Die weiterführende Schule in Großaspach – hier in der Bauphase – verband die vier Gemeinden schon vor dem Zusammenschluss und war daher ein entscheidender Faktor in den Verhandlungen. Foto: BKZ-Archiv

Die weiterführende Schule in Großaspach – hier in der Bauphase – verband die vier Gemeinden schon vor dem Zusammenschluss und war daher ein entscheidender Faktor in den Verhandlungen. Foto: BKZ-Archiv

Von Lorena Greppo

Aspach. „Jeder vernünftige Mensch muss von Anfang an gewusst haben, dass der Zusammenschluss eigentlich alternativlos war“, ist Jürgen Gäbisch auch fast 50 Jahre später noch überzeugt. Der ehemalige Kämmerer der damals noch selbstständigen Gemeinde Großaspach erlebte hautnah mit, wie 1972 die Gemeinde Aspach gegründet wurde. Die Richtung sei schnell klar gewesen, ein Zusammenschluss der vier Gemeinden Großaspach, Kleinaspach, Rietenau und Allmersbach am Weinberg sollte her. „Eine Liebesheirat war es nicht“, macht der heute 77-Jährige klar. „Aber manchen Ehen soll der rationale Bezug ja eher bekommen sein als der emotionale“, fügt er humorvoll an. Immerhin seien die Widerstände gegen eine Fusion auch überschaubar geblieben. „Animositäten waren schon da“, räumt Gäbisch ein. „Die Rietenauer konnten mit den Kleinaspachern nicht.“ An der Abstimmung über den Zusammenschluss sei der Großteil der Bevölkerung jedoch nur mäßig interessiert gewesen: Die Bürgeranhörung vom Januar 1972 fand in Großaspach einen mit einer Beteiligung von 30 Prozent eher schwachen Zuspruch, berichtete der ehemalige Kämmerer.
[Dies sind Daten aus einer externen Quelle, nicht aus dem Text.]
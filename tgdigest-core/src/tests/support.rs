use chrono::{TimeZone, Utc};

use crate::Message;

/// Message `minutes_after` minutes past a fixed epoch. Higher ids are newer,
/// matching what the fetcher produces.
pub fn msg(id: i32, minutes_after: i64, sender: &str, text: &str) -> Message {
    let base = Utc.with_ymd_and_hms(2024, 5, 1, 12, 0, 0).unwrap();
    let datetime = base + chrono::Duration::minutes(minutes_after);

    Message::new(id, datetime, text, sender, Some(1000 + id as i64))
}

pub fn reply(id: i32, minutes_after: i64, sender: &str, text: &str, reply_to: i32) -> Message {
    Message {
        is_reply: true,
        reply_to_msg_id: Some(reply_to),
        ..msg(id, minutes_after, sender, text)
    }
}

pub fn forwarded(
    id: i32,
    minutes_after: i64,
    sender: &str,
    text: &str,
    source: Option<&str>,
) -> Message {
    Message {
        is_forwarded: true,
        forwarded_from: source.map(String::from),
        ..msg(id, minutes_after, sender, text)
    }
}

/// Newest-first conversation, the order a history fetch yields.
pub fn conversation() -> Vec<Message> {
    vec![
        reply(5, 40, "@alice", "agreed, let's ship it", 3),
        msg(4, 30, "@carol", "lunch anyone?"),
        msg(3, 20, "@bob", "I think we should refactor first"),
        reply(2, 10, "@alice", "looks good to me", 1),
        msg(1, 0, "@bob", "draft is ready for review"),
    ]
}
Für den Zusammenschluss kam dort allerdings ein klares Votum von 92 Prozent der Stimmen zustande.

War dieser Zusammenschluss der vier Kommunen tatsächlich alternativlos? Eine Eingemeindung sei jedenfalls nicht in Betracht gezogen worden, schließlich hatten die drei kleineren Kommunen zusammen ebenso viele Einwohner wie Großaspach. Und auch andere Konstellationen seien zwar besprochen worden, jedoch nie ernsthaft infrage gekommen, so Gäbisch. Die Gemeinde Kleinaspach verhandelte mit der benachbarten Gemeinde Oberstenfeld – „vielleicht wollten sie damit Druck ausüben“ –, Rietenau dachte über einen Weg mit Backnang nach. Auch eine Dreierlösung ohne Großaspach wurde erwogen.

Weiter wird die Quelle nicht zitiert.